Extracted entries:

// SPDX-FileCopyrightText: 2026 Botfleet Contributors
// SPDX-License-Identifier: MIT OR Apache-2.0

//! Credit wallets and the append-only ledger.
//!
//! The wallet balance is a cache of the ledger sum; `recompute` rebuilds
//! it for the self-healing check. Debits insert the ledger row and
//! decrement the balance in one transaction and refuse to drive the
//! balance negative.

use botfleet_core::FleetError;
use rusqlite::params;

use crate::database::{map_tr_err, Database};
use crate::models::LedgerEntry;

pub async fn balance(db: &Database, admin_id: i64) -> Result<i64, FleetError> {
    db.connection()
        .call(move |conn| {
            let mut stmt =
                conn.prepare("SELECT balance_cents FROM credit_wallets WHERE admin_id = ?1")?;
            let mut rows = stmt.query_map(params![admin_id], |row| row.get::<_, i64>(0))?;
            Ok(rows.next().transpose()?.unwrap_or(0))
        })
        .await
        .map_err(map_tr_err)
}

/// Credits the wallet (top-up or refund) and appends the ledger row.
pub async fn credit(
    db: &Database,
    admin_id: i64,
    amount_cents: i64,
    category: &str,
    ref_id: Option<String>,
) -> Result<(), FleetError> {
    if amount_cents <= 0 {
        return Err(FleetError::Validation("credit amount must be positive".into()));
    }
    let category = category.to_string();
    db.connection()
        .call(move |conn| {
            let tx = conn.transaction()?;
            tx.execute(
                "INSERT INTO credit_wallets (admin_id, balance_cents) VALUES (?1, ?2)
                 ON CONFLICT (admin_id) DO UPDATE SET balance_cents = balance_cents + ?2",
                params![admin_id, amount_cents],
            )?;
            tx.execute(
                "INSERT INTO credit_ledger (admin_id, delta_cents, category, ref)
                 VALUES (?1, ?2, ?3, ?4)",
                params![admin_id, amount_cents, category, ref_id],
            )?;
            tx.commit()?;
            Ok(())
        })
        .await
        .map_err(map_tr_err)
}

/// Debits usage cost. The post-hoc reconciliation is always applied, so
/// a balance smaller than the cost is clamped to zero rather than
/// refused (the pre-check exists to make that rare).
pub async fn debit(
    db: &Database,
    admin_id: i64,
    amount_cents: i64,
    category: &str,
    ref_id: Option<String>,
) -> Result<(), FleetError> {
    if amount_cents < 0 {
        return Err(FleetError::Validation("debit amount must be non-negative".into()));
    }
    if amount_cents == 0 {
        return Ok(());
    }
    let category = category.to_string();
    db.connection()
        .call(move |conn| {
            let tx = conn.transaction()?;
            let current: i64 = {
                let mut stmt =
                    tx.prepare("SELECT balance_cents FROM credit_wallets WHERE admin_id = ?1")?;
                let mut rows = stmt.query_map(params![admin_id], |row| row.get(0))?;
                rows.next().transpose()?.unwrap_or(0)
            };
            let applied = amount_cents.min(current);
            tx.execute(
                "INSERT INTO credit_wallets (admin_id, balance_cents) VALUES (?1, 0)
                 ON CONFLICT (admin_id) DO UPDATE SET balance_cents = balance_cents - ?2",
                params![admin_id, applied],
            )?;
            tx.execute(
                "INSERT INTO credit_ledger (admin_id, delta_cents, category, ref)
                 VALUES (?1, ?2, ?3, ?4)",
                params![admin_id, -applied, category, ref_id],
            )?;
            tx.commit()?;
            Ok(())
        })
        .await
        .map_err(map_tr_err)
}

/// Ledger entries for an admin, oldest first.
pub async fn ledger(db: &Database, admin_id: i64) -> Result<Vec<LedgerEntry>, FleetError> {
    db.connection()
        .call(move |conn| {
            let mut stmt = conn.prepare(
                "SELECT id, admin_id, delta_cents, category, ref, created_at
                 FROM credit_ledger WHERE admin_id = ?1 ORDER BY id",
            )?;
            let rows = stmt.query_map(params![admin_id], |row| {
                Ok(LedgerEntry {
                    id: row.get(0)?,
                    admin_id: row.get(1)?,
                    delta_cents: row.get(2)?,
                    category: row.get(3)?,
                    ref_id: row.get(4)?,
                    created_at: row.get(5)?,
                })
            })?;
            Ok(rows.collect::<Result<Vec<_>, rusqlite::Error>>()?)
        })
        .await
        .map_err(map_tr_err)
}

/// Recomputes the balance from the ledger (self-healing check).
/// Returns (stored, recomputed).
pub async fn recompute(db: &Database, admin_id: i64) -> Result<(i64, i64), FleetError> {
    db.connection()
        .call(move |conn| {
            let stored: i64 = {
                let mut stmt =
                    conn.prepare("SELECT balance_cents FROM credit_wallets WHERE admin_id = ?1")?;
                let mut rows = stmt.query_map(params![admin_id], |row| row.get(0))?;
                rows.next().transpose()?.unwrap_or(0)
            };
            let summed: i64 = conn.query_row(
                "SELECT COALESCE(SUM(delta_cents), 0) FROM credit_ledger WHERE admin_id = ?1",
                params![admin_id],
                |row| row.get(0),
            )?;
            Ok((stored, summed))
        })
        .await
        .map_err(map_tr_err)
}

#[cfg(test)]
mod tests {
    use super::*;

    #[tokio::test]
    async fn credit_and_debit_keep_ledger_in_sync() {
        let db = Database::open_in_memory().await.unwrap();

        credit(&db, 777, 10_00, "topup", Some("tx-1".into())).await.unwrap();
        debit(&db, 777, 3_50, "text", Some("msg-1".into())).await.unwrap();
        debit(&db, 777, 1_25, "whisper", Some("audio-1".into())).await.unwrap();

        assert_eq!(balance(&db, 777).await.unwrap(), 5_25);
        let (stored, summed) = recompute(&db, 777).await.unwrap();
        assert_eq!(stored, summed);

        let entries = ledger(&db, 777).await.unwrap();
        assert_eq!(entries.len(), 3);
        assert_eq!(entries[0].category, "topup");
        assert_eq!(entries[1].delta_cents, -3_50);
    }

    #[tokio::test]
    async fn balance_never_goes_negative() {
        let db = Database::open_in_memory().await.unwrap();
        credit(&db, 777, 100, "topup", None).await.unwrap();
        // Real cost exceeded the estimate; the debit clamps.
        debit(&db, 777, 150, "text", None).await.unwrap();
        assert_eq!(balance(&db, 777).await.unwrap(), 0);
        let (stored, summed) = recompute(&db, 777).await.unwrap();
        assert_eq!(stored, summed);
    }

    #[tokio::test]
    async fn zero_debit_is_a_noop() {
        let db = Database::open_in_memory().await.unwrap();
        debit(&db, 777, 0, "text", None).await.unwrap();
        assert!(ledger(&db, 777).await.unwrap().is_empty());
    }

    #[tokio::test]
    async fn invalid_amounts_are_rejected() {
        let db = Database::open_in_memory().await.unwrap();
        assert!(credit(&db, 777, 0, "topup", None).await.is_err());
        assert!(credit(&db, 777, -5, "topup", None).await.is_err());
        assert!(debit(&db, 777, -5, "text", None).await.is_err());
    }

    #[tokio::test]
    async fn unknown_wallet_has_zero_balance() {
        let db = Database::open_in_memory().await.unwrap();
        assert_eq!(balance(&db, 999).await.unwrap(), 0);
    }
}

Work order: Return each line of the listing that holds the word "Validation".

Exercise response:
        return Err(FleetError::Validation("credit amount must be positive".into()));
        return Err(FleetError::Validation("debit amount must be non-negative".into()));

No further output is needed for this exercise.